A recent visit to the Greenmarket in Union Square startled me with spooky Halloween-like vegetables! We shift seasons with strange hybrids and farmers who let nature run its course. Here’s a guide to a few items that will add to your bloodcurdling biodynamic buffet!
These days, you’ll find regal-looking purple broccoli resting up next to the traditional green trees. It comes from Hawthorne Farms (biodynamic and organic) so the color isn’t a GMO induced phenomenon. It’s simply farmers having frightening, freaky fun.
Summer is over but the baby chard is still widely available in shades of 1980s neon pink, orange, and yellow. Forget dressing up as a Power Ranger, a baby dressed as chard would have a very colorful costume!
Just as varied in color is the Indian corn that starts cropping up at the market around this time. It’s hues of maroon, yellow, red, and sometimes even a purplish blue add to tablescapes and radiate the feeling of autumnal harvest.

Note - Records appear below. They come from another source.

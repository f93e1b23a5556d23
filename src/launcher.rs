//! Dock catalog and activation: a dock entry either toggles one of the
//! desktop's windows or hands a link to the host system.

use thiserror::Error;

use crate::window::{WindowId, WindowRegistry};

#[derive(Debug, Clone, Copy, PartialEq, Eq, Hash)]
pub enum AppId {
    Messages,
    Instagram,
    Threads,
    Mail,
    OnText,
    FlowClip,
}

/// A destination outside the desktop.
#[derive(Debug, Clone, Copy, PartialEq, Eq)]
pub enum ExternalTarget {
    Url(&'static str),
    Mail(&'static str),
}

impl ExternalTarget {
    pub fn uri(&self) -> String {
        match self {
            ExternalTarget::Url(url) => (*url).to_string(),
            ExternalTarget::Mail(address) => format!("mailto:{address}"),
        }
    }
}

#[derive(Debug, Clone, Copy, PartialEq, Eq)]
pub enum LaunchBehavior {
    InternalWindow(WindowId),
    ExternalAction(ExternalTarget),
}

#[derive(Debug, Clone, Copy, PartialEq, Eq)]
pub struct DockEntry {
    pub app: AppId,
    pub label: &'static str,
    pub behavior: LaunchBehavior,
}

/// Dock entries, left to right.
pub const DOCK_CATALOG: [DockEntry; 6] = [
    DockEntry {
        app: AppId::Messages,
        label: "Messages",
        behavior: LaunchBehavior::InternalWindow(WindowId::Messages),
    },
    DockEntry {
        app: AppId::Instagram,
        label: "Instagram",
        behavior: LaunchBehavior::ExternalAction(ExternalTarget::Url("https://instagram.com")),
    },
    DockEntry {
        app: AppId::Threads,
        label: "Threads",
        behavior: LaunchBehavior::ExternalAction(ExternalTarget::Url(
            "https://www.threads.com/@yeop9690",
        )),
    },
    DockEntry {
        app: AppId::Mail,
        label: "Mail",
        behavior: LaunchBehavior::ExternalAction(ExternalTarget::Mail("freiheit517@icloud.com")),
    },
    DockEntry {
        app: AppId::OnText,
        label: "OnText",
        behavior: LaunchBehavior::InternalWindow(WindowId::OnText),
    },
    DockEntry {
        app: AppId::FlowClip,
        label: "FlowClip",
        behavior: LaunchBehavior::InternalWindow(WindowId::FlowClip),
    },
];

impl AppId {
    pub fn entry(self) -> &'static DockEntry {
        let index = match self {
            AppId::Messages => 0,
            AppId::Instagram => 1,
            AppId::Threads => 2,
            AppId::Mail => 3,
            AppId::OnText => 4,
            AppId::FlowClip => 5,
        };
        &DOCK_CATALOG[index]
    }
}

#[derive(Debug, Error)]
pub enum LauncherError {
    #[error("failed to open {uri}: {source}")]
    Open {
        uri: String,
        #[source]
        source: std::io::Error,
    },
}

/// Hands an external target to the host system.
pub trait ExternalOpener {
    fn open(&mut self, target: &ExternalTarget) -> Result<(), LauncherError>;
}

/// Opens targets with the system browser or mail client.
#[derive(Debug, Default)]
pub struct BrowserOpener;

impl ExternalOpener for BrowserOpener {
    fn open(&mut self, target: &ExternalTarget) -> Result<(), LauncherError> {
        let uri = target.uri();
        webbrowser::open(&uri).map_err(|source| LauncherError::Open { uri, source })
    }
}

/// Result of activating a dock entry.
#[derive(Debug, Clone, Copy, PartialEq, Eq)]
pub enum LaunchOutcome {
    Opened(WindowId),
    Closed(WindowId),
    External(AppId),
}

pub struct Launcher {
    opener: Box<dyn ExternalOpener>,
}

impl Launcher {
    pub fn new(opener: Box<dyn ExternalOpener>) -> Self {
        Self { opener }
    }

    /// Activates a dock entry. Internal entries toggle their window; external
    /// entries never touch the registry, and a failure to open them is only
    /// logged.
    pub fn activate(&mut self, app: AppId, registry: &mut WindowRegistry) -> LaunchOutcome {
        let entry = app.entry();
        tracing::info!(app = entry.label, "dock item activated");
        match entry.behavior {
            LaunchBehavior::InternalWindow(id) => {
                registry.toggle(id);
                if registry.is_open(id) {
                    LaunchOutcome::Opened(id)
                } else {
                    LaunchOutcome::Closed(id)
                }
            }
            LaunchBehavior::ExternalAction(target) => {
                if let Err(err) = self.opener.open(&target) {
                    tracing::warn!(error = %err, "external action failed");
                }
                LaunchOutcome::External(app)
            }
        }
    }
}

impl Default for Launcher {
    fn default() -> Self {
        Self::new(Box::new(BrowserOpener))
    }
}

#[cfg(test)]
mod tests {
    use super::*;
    use std::sync::{Arc, Mutex};

    #[derive(Clone, Default)]
    struct Recorder(Arc<Mutex<Vec<String>>>);

    impl ExternalOpener for Recorder {
        fn open(&mut self, target: &ExternalTarget) -> Result<(), LauncherError> {
            self.0.lock().unwrap().push(target.uri());
            Ok(())
        }
    }

    struct Failing;

    impl ExternalOpener for Failing {
        fn open(&mut self, target: &ExternalTarget) -> Result<(), LauncherError> {
            Err(LauncherError::Open {
                uri: target.uri(),
                source: std::io::Error::other("no browser"),
            })
        }
    }

    #[test]
    fn internal_entry_toggles_window() {
        let mut launcher = Launcher::new(Box::new(Recorder::default()));
        let mut registry = WindowRegistry::new();
        assert_eq!(
            launcher.activate(AppId::OnText, &mut registry),
            LaunchOutcome::Opened(WindowId::OnText)
        );
        assert_eq!(
            launcher.activate(AppId::OnText, &mut registry),
            LaunchOutcome::Closed(WindowId::OnText)
        );
        assert!(registry.stack_order().is_empty());
    }

    #[test]
    fn external_entries_leave_registry_alone() {
        let recorder = Recorder::default();
        let mut launcher = Launcher::new(Box::new(recorder.clone()));
        let mut registry = WindowRegistry::new();
        registry.open(WindowId::Messages);
        for app in [AppId::Instagram, AppId::Threads, AppId::Mail] {
            assert_eq!(
                launcher.activate(app, &mut registry),
                LaunchOutcome::External(app)
            );
        }
        assert_eq!(registry.stack_order(), &[WindowId::Messages]);
        assert_eq!(
            recorder.0.lock().unwrap().as_slice(),
            &[
                "https://instagram.com".to_string(),
                "https://www.threads.com/@yeop9690".to_string(),
                "mailto:freiheit517@icloud.com".to_string(),
            ]
        );
    }

    #[test]
    fn opener_failure_is_not_fatal() {
        let mut launcher = Launcher::new(Box::new(Failing));
        let mut registry = WindowRegistry::new();
        assert_eq!(
            launcher.activate(AppId::Mail, &mut registry),
            LaunchOutcome::External(AppId::Mail)
        );
        assert_eq!(registry.open_count(), 0);
    }

    #[test]
    fn entry_lookup_matches_catalog_order() {
        for entry in DOCK_CATALOG.iter() {
            assert_eq!(entry.app.entry(), entry);
        }
    }

    #[test]
    fn catalog_covers_every_window() {
        for id in WindowId::ALL {
            assert!(
                DOCK_CATALOG
                    .iter()
                    .any(|entry| entry.behavior == LaunchBehavior::InternalWindow(id))
            );
        }
    }
}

Celeriac starts to make its debut around this time as well. Harold McGee calls it “swollen,” so you can get an idea of how bulbous and bizarre the root is. Celeriac looks like a giant mutated white radish with knobs and growths all over it (you could use is as “Frankenstein’s brain” at a Gymboree party and really shock some six year olds).
It requires a lot of peeling to get to the tasty, edible part, but it’s well worth it. It tastes like celery but without any bitterness. Many New York chefs will accompany fall and winter entrees with celeriac puree, and it’s not to be missed (especially if they combine it with apples).
Broccoli Romanesco is surely the wackiest of the fall veggies. Its green leaves flank a conical head of mosaic-ed pea green nodules. The brainish fruit is a nutty, creamy combo of cauliflower and broccoli. However, it’s usage as a creepy tumor for a haunted house may be more appropriate.
Of course, all of these Greenmarket goodies have their culinary purposes, so as the ghosts and goblins line up, you might as well give them a taste of their own medicine!